Leaders Have to Manage Disequilibrium in the 'Sweet Spot'
September 06, 2012
By Vicki Brown*
Leaders must manage disequilibrium in the "sweet spot," the executive director for Leadership Development at the United Methodist Foundation of Western North Carolina said last week, to the 64 new district superintendents and four new directors of connectional ministries who attended orientation training at Lake Junaluska, N.C.
"When distress is too low, people are not motivated to make changes," said the Rev. Janice Virtue. "If stress gets too high, people leave."
Virtue, an ordained elder in The United Methodist Church who served 10 years as associate dean for continuing education at Duke University, said that church leaders tend to try to squelch conflict, manage it, or hide it.
"When we do that, we lose the opportunity for real change to happen," Virtue said.
The orientation training for new DSes and DCMs is sponsored each year by the Council of Bishops, the General Board of Higher Education and Ministry, and the General Board of Discipleship. Dave Samelson (at left), DS for the Great Northern District in the California-Nevada Annual Conference, was one of those in attendance.
Virtue told the group that it is a new day in the UMC; the old is passing away – but no one is quite sure what the new looks like.
Leaders set direction, get alignment of resources with vision, manage lasting and useful change, and clarify and communicate their deepest values, Virtue said.
"We like to get a new vision and then align our resources the same old way," she explained. "You have to put your money, your people, and your talent where your mouth is." And she noted that it is hard to align resources with vision if the vision changes every six months.
"The secret is, there is not one way to do it," Virtue (at right, below) said. In traditional or technical leadership, she noted, the leader casts a vision, sets strategy, implements, and measures success. "Leadership is enacted by a person or small group and trickles down."
However, emerging or adaptive leaders clarify and identify purpose, diagnose new realities, ask questions, tell stories, and encourage experiments. "Collaboration and mutual learning is a central activity, and leadership is broadly shared," Virtue said.
Both kinds of leadership are needed.
Technical leadership works best with known challenges and known solutions, while adaptive leadership works best with challenges that are unclear and have no known solutions.
In such cases, Virtue observed, leaders call forth the resourcefulness of all the people around them.
Attendees named declining membership and living in a post-Christian society as adaptive challenges facing the Church today.
"One answer might be to create a culture of generosity. We've been blessed, and we can't wait to see what God's going to do with that," Virtue suggested.
About 90 percent of challenges are technical and 10 percent adaptive, Virtue said. When faced with an adaptive challenge, a leader must "help people sift through the past and mobilize them for experiments that are slightly different." She said doing anything too radical would cause the leader will lose people.
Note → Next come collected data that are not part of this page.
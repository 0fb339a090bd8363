//! Live stream registry and unidentified-stream collection

use std::{
    sync::{
        Arc,
        atomic::{AtomicI64, AtomicU64, Ordering},
    },
    time::{Duration, Instant},
};

use dashmap::DashMap;
use serde::Serialize;
use tap_api::Diagnostics;
use tracing::debug;

use crate::stream::Stream;

#[derive(Debug, Clone, Copy, PartialEq, Eq)]
pub enum CloseReason {
    /// FIN/RST or idle flush
    Finished,
    /// Never identified a protocol in time
    Dropped,
}

#[derive(Debug, Clone, Copy, Default, PartialEq, Eq, Serialize)]
#[serde(rename_all = "camelCase")]
pub struct RegistryCounts {
    pub created: u64,
    pub closed:  u64,
    pub dropped: u64,
    pub live:    u64,
    pub next_id: i64,
}

/// Every tapped stream, keyed by id. Each stored stream is removed exactly
/// once, by whichever of FIN, idle flush, GC or shutdown gets there first.
pub struct StreamRegistry {
    streams:     DashMap<i64, Arc<Stream>>,
    next_id:     AtomicI64,
    created:     AtomicU64,
    closed:      AtomicU64,
    dropped:     AtomicU64,
    diagnostics: Arc<Diagnostics>,
}

impl StreamRegistry {
    pub fn new(diagnostics: Arc<Diagnostics>) -> Self {
        Self {
            streams: DashMap::new(),
            next_id: AtomicI64::new(1),
            created: AtomicU64::new(0),
            closed: AtomicU64::new(0),
            dropped: AtomicU64::new(0),
            diagnostics,
        }
    }

    /// Reserve the next stream id.
    pub fn next_id(&self) -> i64 {
        self.next_id.fetch_add(1, Ordering::Relaxed)
    }

    pub fn store(&self, stream: Arc<Stream>) {
        self.created.fetch_add(1, Ordering::Relaxed);
        self.diagnostics.stats.inc_live_streams();
        self.streams.insert(stream.id, stream);
    }

    pub fn get(&self, id: i64) -> Option<Arc<Stream>> {
        self.streams.get(&id).map(|s| s.value().clone())
    }

    /// Remove and close a stream. Returns false when it was already gone.
    pub fn close(&self, id: i64, reason: CloseReason) -> bool {
        let Some((_, stream)) = self.streams.remove(&id) else {
            return false;
        };
        stream.close();
        self.diagnostics.stats.dec_live_streams();
        match reason {
            CloseReason::Finished => {
                self.closed.fetch_add(1, Ordering::Relaxed);
            },
            CloseReason::Dropped => {
                self.dropped.fetch_add(1, Ordering::Relaxed);
                self.diagnostics.stats.inc_dropped_tcp_streams();
            },
        }
        true
    }

    /// Close streams that have not identified a protocol within `timeout`
    /// of their creation.
    pub fn collect_unidentified(&self, now: Instant, timeout: Duration) -> usize {
        let expired: Vec<i64> = self
            .streams
            .iter()
            .filter(|s| {
                s.protocol().is_none() && now.saturating_duration_since(s.created_at) > timeout
            })
            .map(|s| s.id)
            .collect();
        let mut dropped = 0;
        for id in expired {
            if self.close(id, CloseReason::Dropped) {
                debug!(event.name = "stream.dropped", stream = id, "unidentified stream dropped");
                dropped += 1;
            }
        }
        dropped
    }

    /// Remove matcher entries stored before `cutoff` across every stream.
    pub fn delete_matches_older_than(&self, cutoff: Instant) -> usize {
        self.streams
            .iter()
            .map(|s| s.delete_matches_older_than(cutoff))
            .sum()
    }

    /// Messages waiting for their other half across every stream
    pub fn unmatched(&self) -> usize {
        self.streams.iter().map(|s| s.unmatched()).sum()
    }

    pub fn len(&self) -> usize {
        self.streams.len()
    }

    pub fn is_empty(&self) -> bool {
        self.streams.is_empty()
    }

    pub fn ids(&self) -> Vec<i64> {
        self.streams.iter().map(|s| *s.key()).collect()
    }

    pub fn counts(&self) -> RegistryCounts {
        RegistryCounts {
            created: self.created.load(Ordering::Relaxed),
            closed:  self.closed.load(Ordering::Relaxed),
            dropped: self.dropped.load(Ordering::Relaxed),
            live:    self.streams.len() as u64,
            next_id: self.next_id.load(Ordering::Relaxed),
        }
    }
}
//! IPv4 fragment reassembly

use std::{
    collections::HashMap,
    net::Ipv4Addr,
    time::{Duration, Instant},
};

/// Partial datagrams older than this are dropped.
pub const FRAGMENT_TIMEOUT: Duration = Duration::from_secs(30);

/// Largest datagram a fragment may extend to.
const MAX_DATAGRAM: usize = 65_535;

#[derive(Debug, Clone, Copy, PartialEq, Eq, Hash)]
pub struct FragmentKey {
    pub src:      Ipv4Addr,
    pub dst:      Ipv4Addr,
    pub id:       u16,
    pub protocol: u8,
}

/// One fragment: its payload and where it goes in the datagram.
#[derive(Debug, Clone)]
pub struct Fragment<'a> {
    /// Offset in bytes
    pub offset:         usize,
    pub more_fragments: bool,
    pub data:           &'a [u8],
}

#[derive(Debug)]
struct Partial {
    pieces:     Vec<(usize, Vec<u8>)>,
    total_len:  Option<usize>,
    first_seen: Instant,
}

impl Partial {
    /// Datagram payload once the last fragment is in and there are no holes.
    fn assemble(&mut self) -> Option<Vec<u8>> {
        let total = self.total_len?;
        self.pieces.sort_by_key(|(offset, _)| *offset);
        let mut covered = 0;
        for (offset, data) in &self.pieces {
            if *offset > covered {
                return None;
            }
            covered = covered.max(offset + data.len());
        }
        if covered < total {
            return None;
        }
        let mut out = vec![0u8; total];
        for (offset, data) in &self.pieces {
            let end = (offset + data.len()).min(total);
            if *offset < end {
                out[*offset..end].copy_from_slice(&data[..end - offset]);
            }
        }
        Some(out)
    }
}

/// Holds partial IPv4 datagrams until they complete or time out.
#[derive(Debug)]
pub struct Defragmenter {
    pending:    HashMap<FragmentKey, Partial>,
    timeout:    Duration,
    /// Datagrams reassembled so far
    pub merged: u64,
}

impl Default for Defragmenter {
    fn default() -> Self {
        Self::new(FRAGMENT_TIMEOUT)
    }
}

impl Defragmenter {
    pub fn new(timeout: Duration) -> Self {
        Self {
            pending: HashMap::new(),
            timeout,
            merged: 0,
        }
    }

    /// Add a fragment. Returns the full datagram payload when this fragment
    /// completes it; `None` while it is still retained.
    pub fn insert(&mut self, key: FragmentKey, fragment: Fragment<'_>, now: Instant) -> Option<Vec<u8>> {
        let end = fragment.offset + fragment.data.len();
        if end > MAX_DATAGRAM {
            self.pending.remove(&key);
            return None;
        }
        let partial = self.pending.entry(key).or_insert_with(|| Partial {
            pieces:     Vec::new(),
            total_len:  None,
            first_seen: now,
        });
        if !fragment.more_fragments {
            partial.total_len = Some(end);
        }
        partial.pieces.push((fragment.offset, fragment.data.to_vec()));

        let datagram = partial.assemble()?;
        self.pending.remove(&key);
        self.merged += 1;
        Some(datagram)
    }

    /// Drop partial datagrams first seen before `now - timeout`; returns
    /// how many were dropped.
    pub fn expire(&mut self, now: Instant) -> usize {
        let timeout = self.timeout;
        let before = self.pending.len();
        self.pending
            .retain(|_, p| now.saturating_duration_since(p.first_seen) < timeout);
        before - self.pending.len()
    }

    pub fn pending(&self) -> usize {
        self.pending.len()
    }
}
//! DNS over TCP
//!
//! Each message carries a 2-byte length prefix. Queries and answers pair by
//! transaction id. Only flows on port 53 are attempted.

use std::{
    collections::BTreeMap,
    net::{Ipv4Addr, Ipv6Addr},
};

use serde::Serialize;
use tap_api::{
    DissectError, Dissector, Exchange, GenericRecord, Message, Payload, Protocol, ProtocolId,
    TcpReader,
};

use crate::{claim, next_capture_time, read_frame};

const DNS: Protocol = Protocol {
    name:             "dns",
    long_name:        "Domain Name System",
    abbreviation:     "DNS",
    macro_name:       "dns",
    version:          "0",
    background_color: "#606060",
    foreground_color: "#ffffff",
    font_size:        12,
    reference_link:   "https://www.rfc-editor.org/rfc/rfc1035",
    ports:            &["53"],
    priority:         4,
};

static PROTOCOLS: [Protocol; 1] = [DNS];

const HEADER_LEN: usize = 12;
const MAX_POINTER_HOPS: usize = 16;
const MAX_RECORDS: u16 = 512;

#[derive(Debug, Clone, Copy, Default)]
pub struct DnsDissector;

impl Dissector for DnsDissector {
    fn id(&self) -> ProtocolId {
        ProtocolId::Dns
    }

    fn protocols(&self) -> &'static [Protocol] {
        &PROTOCOLS
    }

    fn macros(&self) -> BTreeMap<&'static str, String> {
        BTreeMap::from([("dns", format!(r#"proto.name == "{}""#, DNS.name))])
    }

    fn dissect(&self, reader: &mut dyn TcpReader) -> Result<(), DissectError> {
        if !reader.is_dns() {
            return Err(DissectError::not_protocol(ProtocolId::Dns, "not a port 53 flow"));
        }
        let mut claimed = false;
        loop {
            let time = next_capture_time(reader)?;
            let (len, raw) = match read_message(reader) {
                Ok(Some(message)) => message,
                Ok(None) => break,
                Err(e @ DissectError::Malformed { .. }) if !claimed => {
                    return Err(DissectError::not_protocol(ProtocolId::Dns, e.to_string()));
                },
                Err(e) => return Err(e),
            };

            let message = match DnsMessage::parse(&raw) {
                Ok(message) => message,
                Err(reason) if claimed => {
                    reader.diagnostics().errors.silent("DNS-parser", &reason);
                    continue;
                },
                Err(reason) => return Err(DissectError::not_protocol(ProtocolId::Dns, reason)),
            };
            if message.is_response == reader.is_client() {
                let reason = "message direction does not match its QR bit";
                if claimed {
                    reader.diagnostics().errors.silent("DNS-parser", reason);
                    continue;
                }
                return Err(DissectError::not_protocol(ProtocolId::Dns, reason));
            }
            if !claimed {
                claim(reader, ProtocolId::Dns)?;
                claimed = true;
            }

            let key = format!("{},dns/{}", reader.flow_key(), message.id);
            let size = len + 2;
            let record = GenericRecord {
                method:  message.method(),
                summary: message.summary(),
                details: serde_json::to_value(&message).unwrap_or_default(),
            };
            let message = if message.is_response {
                Message::response(time, size, Payload::Generic(record))
            } else {
                Message::request(time, size, Payload::Generic(record))
            };
            if let Some(pair) = reader.register(key, message) {
                let exchange =
                    Exchange::paired(&DNS, reader.capture(), &reader.connection_info(), pair);
                reader.emitter().emit(exchange);
            }
        }

        if claimed {
            Ok(())
        } else {
            Err(DissectError::not_protocol(
                ProtocolId::Dns,
                "stream ended before a complete message",
            ))
        }
    }
}

/// Length and bytes of the next message; `Ok(None)` on a clean EOF.
fn read_message(reader: &mut dyn TcpReader) -> Result<Option<(usize, Vec<u8>)>, DissectError> {
    let Some(prefix) = read_frame(reader, 2, ProtocolId::Dns)? else {
        return Ok(None);
    };
    let len = u16::from_be_bytes([prefix[0], prefix[1]]) as usize;
    let raw = read_frame(reader, len, ProtocolId::Dns)?
        .ok_or_else(|| DissectError::malformed(ProtocolId::Dns, "empty message"))?;
    Ok(Some((len, raw)))
}

#[derive(Debug, Clone, PartialEq, Serialize)]
#[serde(rename_all = "camelCase")]
struct DnsMessage {
    id:          u16,
    is_response: bool,
    opcode:      &'static str,
    rcode:       &'static str,
    recursion:   bool,
    questions:   Vec<Question>,
    answers:     Vec<Answer>,
}

#[derive(Debug, Clone, PartialEq, Serialize)]
struct Question {
    name:  String,
    #[serde(rename = "type")]
    kind:  String,
    class: u16,
}

#[derive(Debug, Clone, PartialEq, Serialize)]
struct Answer {
    name:  String,
    #[serde(rename = "type")]
    kind:  String,
    class: u16,
    ttl:   u32,
    data:  String,
}

impl DnsMessage {
    fn parse(raw: &[u8]) -> Result<Self, String> {
        if raw.len() < HEADER_LEN {
            return Err(format!("{} byte message is shorter than a header", raw.len()));
        }
        let mut r = Reader { data: raw, pos: 0 };
        let id = r.u16()?;
        let flags = r.u16()?;
        let qdcount = r.u16()?;
        let ancount = r.u16()?;
        r.u16()?;
        r.u16()?;
        if qdcount > MAX_RECORDS || ancount > MAX_RECORDS {
            return Err(format!("implausible record counts {qdcount}/{ancount}"));
        }
        let opcode = (flags >> 11) & 0x0f;
        if opcode > 6 || opcode == 3 {
            return Err(format!("unknown opcode {opcode}"));
        }

        let questions = (0..qdcount)
            .map(|_| {
                let name = r.name()?;
                let kind = record_type(r.u16()?);
                let class = r.u16()?;
                Ok(Question { name, kind, class })
            })
            .collect::<Result<Vec<_>, String>>()?;

        let answers = (0..ancount)
            .map(|_| r.answer())
            .collect::<Result<Vec<_>, String>>()?;

        Ok(DnsMessage {
            id,
            is_response: flags & 0x8000 != 0,
            opcode: opcode_name(opcode),
            rcode: rcode_name(flags & 0x000f),
            recursion: flags & 0x0100 != 0,
            questions,
            answers,
        })
    }

    fn method(&self) -> String {
        if self.is_response {
            self.rcode.to_string()
        } else {
            self.opcode.to_string()
        }
    }

    fn summary(&self) -> String {
        self.questions
            .first()
            .map(|q| format!("{} {}", q.kind, q.name))
            .unwrap_or_default()
    }
}

fn opcode_name(opcode: u16) -> &'static str {
    match opcode {
        0 => "QUERY",
        1 => "IQUERY",
        2 => "STATUS",
        4 => "NOTIFY",
        5 => "UPDATE",
        _ => "DSO",
    }
}

fn rcode_name(rcode: u16) -> &'static str {
    match rcode {
        0 => "NOERROR",
        1 => "FORMERR",
        2 => "SERVFAIL",
        3 => "NXDOMAIN",
        4 => "NOTIMP",
        5 => "REFUSED",
        _ => "RCODE",
    }
}

fn record_type(kind: u16) -> String {
    match kind {
        1 => "A".to_string(),
        2 => "NS".to_string(),
        5 => "CNAME".to_string(),
        6 => "SOA".to_string(),
        12 => "PTR".to_string(),
        15 => "MX".to_string(),
        16 => "TXT".to_string(),
        28 => "AAAA".to_string(),
        33 => "SRV".to_string(),
        255 => "ANY".to_string(),
        other => format!("TYPE{other}"),
    }
}

struct Reader<'a> {
    data: &'a [u8],
    pos:  usize,
}

impl<'a> Reader<'a> {
    fn take(&mut self, n: usize) -> Result<&'a [u8], String> {
        let end = self.pos + n;
        let Some(out) = self.data.get(self.pos..end) else {
            return Err("record runs past end of message".to_string());
        };
        self.pos = end;
        Ok(out)
    }

    fn u16(&mut self) -> Result<u16, String> {
        let b = self.take(2)?;
        Ok(u16::from_be_bytes([b[0], b[1]]))
    }

    fn u32(&mut self) -> Result<u32, String> {
        let b = self.take(4)?;
        Ok(u32::from_be_bytes([b[0], b[1], b[2], b[3]]))
    }

    /// A possibly compressed name at the cursor.
    fn name(&mut self) -> Result<String, String> {
        let (name, end) = read_name(self.data, self.pos)?;
        self.pos = end;
        Ok(name)
    }

    fn answer(&mut self) -> Result<Answer, String> {
        let name = self.name()?;
        let kind = self.u16()?;
        let class = self.u16()?;
        let ttl = self.u32()?;
        let rdlength = self.u16()? as usize;
        let rdata_start = self.pos;
        let rdata = self.take(rdlength)?;

        let data = match kind {
            1 if rdlength == 4 => Ipv4Addr::new(rdata[0], rdata[1], rdata[2], rdata[3]).to_string(),
            28 if rdlength == 16 => {
                let mut octets = [0u8; 16];
                octets.copy_from_slice(rdata);
                Ipv6Addr::from(octets).to_string()
            },
            2 | 5 | 12 => read_name(self.data, rdata_start)?.0,
            15 if rdlength >= 3 => {
                let preference = u16::from_be_bytes([rdata[0], rdata[1]]);
                let exchange = read_name(self.data, rdata_start + 2)?.0;
                format!("{preference} {exchange}")
            },
            16 => txt_strings(rdata)?,
            1 | 28 | 15 => return Err(format!("bad rdata length {rdlength} for type {kind}")),
            _ => format!("{} bytes", rdlength),
        };
        Ok(Answer {
            name,
            kind: record_type(kind),
            class,
            ttl,
            data,
        })
    }
}

/// Decode the name at `start`, following compression pointers. Returns the
/// name and the offset just past it in the original position.
fn read_name(data: &[u8], start: usize) -> Result<(String, usize), String> {
    let mut labels: Vec<String> = Vec::new();
    let mut pos = start;
    let mut end = None;
    let mut hops = 0;
    loop {
        let Some(&len) = data.get(pos) else {
            return Err("name runs past end of message".to_string());
        };
        match len {
            0 => {
                end.get_or_insert(pos + 1);
                break;
            },
            l if l & 0xc0 == 0xc0 => {
                let Some(&low) = data.get(pos + 1) else {
                    return Err("truncated compression pointer".to_string());
                };
                hops += 1;
                if hops > MAX_POINTER_HOPS {
                    return Err("compression pointer loop".to_string());
                }
                end.get_or_insert(pos + 2);
                pos = (((l & 0x3f) as usize) << 8) | low as usize;
            },
            l if l & 0xc0 != 0 => return Err(format!("unsupported label type {l:#x}")),
            l => {
                let Some(label) = data.get(pos + 1..pos + 1 + l as usize) else {
                    return Err("label runs past end of message".to_string());
                };
                labels.push(String::from_utf8_lossy(label).into_owned());
                pos += 1 + l as usize;
            },
        }
    }
    let name = if labels.is_empty() {
        ".".to_string()
    } else {
        labels.join(".")
    };
    Ok((name, end.unwrap_or(pos + 1)))
}

fn txt_strings(rdata: &[u8]) -> Result<String, String> {
    let mut parts = Vec::new();
    let mut pos = 0;
    while pos < rdata.len() {
        let len = rdata[pos] as usize;
        let Some(s) = rdata.get(pos + 1..pos + 1 + len) else {
            return Err("TXT string runs past rdata".to_string());
        };
        parts.push(String::from_utf8_lossy(s).into_owned());
        pos += 1 + len;
    }
    Ok(parts.join(" "))
}
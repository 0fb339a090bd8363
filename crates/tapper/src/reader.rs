//! Readers: one per stream direction, each running the dissector chain

use std::{
    io::{self, BufRead, Read},
    sync::{
        Arc,
        atomic::{AtomicUsize, Ordering},
    },
    thread::JoinHandle,
    time::{Duration, Instant, SystemTime},
};

use crossbeam::channel::Receiver;
use parking_lot::Mutex;
use tap_api::{
    Capture, CounterPair, Diagnostics, DissectError, Dissector, Emitter, ProtocolId,
    RequestResponseMatcher, TcpId, TcpReader, TrafficFilteringOptions,
};
use tracing::{debug, trace};

use crate::{assembler::Chunk, stream::Stream};

/// Bytes kept for replay while a stream is unidentified.
pub const MAX_REPLAY_BYTES: usize = 4 * 1024 * 1024;

/// Everything a reader needs besides its queue.
#[derive(Clone)]
pub struct ReaderContext {
    pub dissectors:  Arc<Vec<Box<dyn Dissector>>>,
    pub emitter:     Arc<dyn Emitter>,
    pub options:     Arc<TrafficFilteringOptions>,
    pub diagnostics: Arc<Diagnostics>,
}

/// One direction of a stream, fed by the assembler through a bounded queue.
///
/// Until the stream is identified every chunk read is also kept, so a
/// failed dissector can be followed by the next one starting from the
/// first byte.
pub struct ChannelReader {
    rx:        Receiver<Chunk>,
    stream:    Arc<Stream>,
    tcp_id:    TcpId,
    is_client: bool,
    context:   ReaderContext,
    current:   Vec<u8>,
    pos:       usize,
    time:      SystemTime,
    progress:  usize,
    history:   Vec<Chunk>,
    /// Next history chunk to replay
    replay:    usize,
    kept:      usize,
    /// History no longer holds every byte read
    truncated: bool,
    dissector: usize,
}

impl ChannelReader {
    pub fn new(rx: Receiver<Chunk>, stream: Arc<Stream>, is_client: bool, context: ReaderContext) -> Self {
        let tcp_id = if is_client {
            stream.client_id.clone()
        } else {
            stream.client_id.reversed()
        };
        Self {
            rx,
            time: stream.first_seen,
            stream,
            tcp_id,
            is_client,
            context,
            current: Vec::new(),
            pos: 0,
            progress: 0,
            history: Vec::new(),
            replay: 0,
            kept: 0,
            truncated: false,
            dissector: 0,
        }
    }

    fn next_chunk(&mut self) -> Option<Chunk> {
        if self.replay < self.history.len() {
            let chunk = self.history[self.replay].clone();
            self.replay += 1;
            return Some(chunk);
        }
        if self.stream.protocol().is_some() && !self.history.is_empty() {
            self.history = Vec::new();
            self.replay = 0;
            self.kept = 0;
        }

        let chunk = self.rx.recv().ok()?;
        if self.stream.protocol().is_none() && !self.truncated {
            if self.kept + chunk.data.len() <= MAX_REPLAY_BYTES {
                self.kept += chunk.data.len();
                self.history.push(chunk.clone());
                self.replay = self.history.len();
            } else {
                self.truncated = true;
                self.history = Vec::new();
                self.replay = 0;
                self.kept = 0;
            }
        }
        Some(chunk)
    }

    /// Start over from the first byte. False when the bytes are no longer
    /// all available.
    fn rewind(&mut self) -> bool {
        if self.truncated {
            return false;
        }
        self.replay = 0;
        self.current.clear();
        self.pos = 0;
        self.progress = 0;
        true
    }

    /// Read and discard until the queue closes.
    fn drain(&mut self) {
        self.history = Vec::new();
        self.replay = 0;
        self.truncated = true;
        self.current.clear();
        self.pos = 0;
        while self.rx.recv().is_ok() {}
    }

    /// Try dissectors in chain order until one consumes the stream, jumping
    /// straight to the other direction's choice once the stream is
    /// identified.
    pub fn run(mut self) {
        let dissectors = self.context.dissectors.clone();
        let mut tried = vec![false; dissectors.len()];

        loop {
            let next = match self.stream.protocol() {
                Some(p) if !tried[p.index()] => p.index(),
                Some(_) => break,
                None => match tried.iter().position(|t| !t) {
                    Some(i) => i,
                    None => break,
                },
            };
            tried[next] = true;
            self.dissector = next;
            let dissector = &dissectors[next];

            match dissector.dissect(&mut self) {
                Ok(()) => break,
                Err(e) => {
                    let locked = self.stream.protocol() == Some(dissector.id());
                    trace!(
                        stream = self.stream.id,
                        client = self.is_client,
                        protocol = %dissector.id(),
                        error = %e,
                        "dissector gave up"
                    );
                    if locked && !matches!(e, DissectError::Claimed(_)) {
                        debug!(
                            event.name = "reader.dissect_failed",
                            stream = self.stream.id,
                            protocol = %dissector.id(),
                            error = %e,
                            "identified stream stopped parsing"
                        );
                        break;
                    }
                    if !self.rewind() {
                        break;
                    }
                },
            }
        }
        self.drain();
    }
}

impl Read for ChannelReader {
    fn read(&mut self, buf: &mut [u8]) -> io::Result<usize> {
        let available = self.fill_buf()?;
        let n = available.len().min(buf.len());
        buf[..n].copy_from_slice(&available[..n]);
        self.consume(n);
        Ok(n)
    }
}

impl BufRead for ChannelReader {
    fn fill_buf(&mut self) -> io::Result<&[u8]> {
        while self.pos >= self.current.len() {
            let Some(chunk) = self.next_chunk() else {
                return Ok(&[]);
            };
            self.current = chunk.data;
            self.pos = 0;
            self.time = chunk.timestamp;
        }
        Ok(&self.current[self.pos..])
    }

    fn consume(&mut self, amt: usize) {
        let amt = amt.min(self.current.len() - self.pos);
        self.pos += amt;
        self.progress += amt;
    }
}

impl TcpReader for ChannelReader {
    fn is_client(&self) -> bool {
        self.is_client
    }

    fn tcp_id(&self) -> &TcpId {
        &self.tcp_id
    }

    fn capture_time(&self) -> SystemTime {
        self.time
    }

    fn read_progress(&self) -> usize {
        self.progress
    }

    fn capture(&self) -> Capture {
        self.stream.capture
    }

    fn is_outgoing(&self) -> bool {
        self.stream.is_outgoing
    }

    fn is_dns(&self) -> bool {
        self.stream.is_dns
    }

    fn matcher(&self) -> &RequestResponseMatcher {
        self.stream.matcher(self.dissector)
    }

    fn counter_pair(&self) -> &CounterPair {
        self.stream.counters(self.dissector)
    }

    fn emitter(&self) -> &dyn Emitter {
        self.context.emitter.as_ref()
    }

    fn options(&self) -> &TrafficFilteringOptions {
        &self.context.options
    }

    fn diagnostics(&self) -> &Diagnostics {
        &self.context.diagnostics
    }

    fn identify(&mut self, protocol: ProtocolId) -> bool {
        self.stream.identify(protocol)
    }

    fn identified(&self) -> Option<ProtocolId> {
        self.stream.protocol()
    }
}

/// Reader threads and how many are still running.
#[derive(Default)]
pub struct ReaderPool {
    handles: Mutex<Vec<JoinHandle<()>>>,
    live:    Arc<AtomicUsize>,
}

struct LiveGuard(Arc<AtomicUsize>);

impl Drop for LiveGuard {
    fn drop(&mut self) {
        self.0.fetch_sub(1, Ordering::Relaxed);
    }
}

impl ReaderPool {
    pub fn spawn(&self, name: String, reader: ChannelReader) -> io::Result<()> {
        self.live.fetch_add(1, Ordering::Relaxed);
        let guard = LiveGuard(self.live.clone());
        let handle = std::thread::Builder::new().name(name).spawn(move || {
            let _guard = guard;
            reader.run();
        })?;
        let mut handles = self.handles.lock();
        handles.retain(|h| !h.is_finished());
        handles.push(handle);
        Ok(())
    }

    /// Reader threads currently running
    pub fn live(&self) -> usize {
        self.live.load(Ordering::Relaxed)
    }

    /// Wait up to `grace` for every reader to finish; returns how many were
    /// still running when it ran out.
    pub fn join_all(&self, grace: Duration) -> usize {
        let deadline = Instant::now() + grace;
        loop {
            let mut handles = self.handles.lock();
            let (done, pending): (Vec<_>, Vec<_>) =
                handles.drain(..).partition(JoinHandle::is_finished);
            *handles = pending;
            drop(handles);
            for handle in done {
                let _ = handle.join();
            }
            let remaining = self.handles.lock().len();
            if remaining == 0 || Instant::now() >= deadline {
                return remaining;
            }
            std::thread::sleep(Duration::from_millis(10));
        }
    }
}

#[cfg(test)]
mod tests;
She noted that many church leaders have been rewarded for being really good at following the rules and doing really well at the job they are expected to carry out. "When you follow the rules and do it really well, people call you a leader – and when you don't, we call the DS," she said.
She urged the group to risk telling people what they need to hear rather than what they want to hear. "That myth of doing really, really well only works in systems of authority and known challenges. And just doing really well in this adaptive world will just get you burned out," she added. Instead, church leaders must be willing to reward experimentation. If it fails, tell the pastor, "Thank God you tried that," she said.
"Plenty of people will be looking to you to give the answers. As soon as you do that, at some point you end up faking it, and they'll try to squash you like a bug," Virtue said.
Instead, she urged them to take a balcony view and tell the story of what they see.
"Share the stories of what God is doing in the land. Be a partner to your pastors; separate yourself from your role. You are not just your job; you are a disciple of Jesus."
*Brown is associate editor and writer, Office of Interpretation, General Board of Higher Education and Ministry (GBHEM).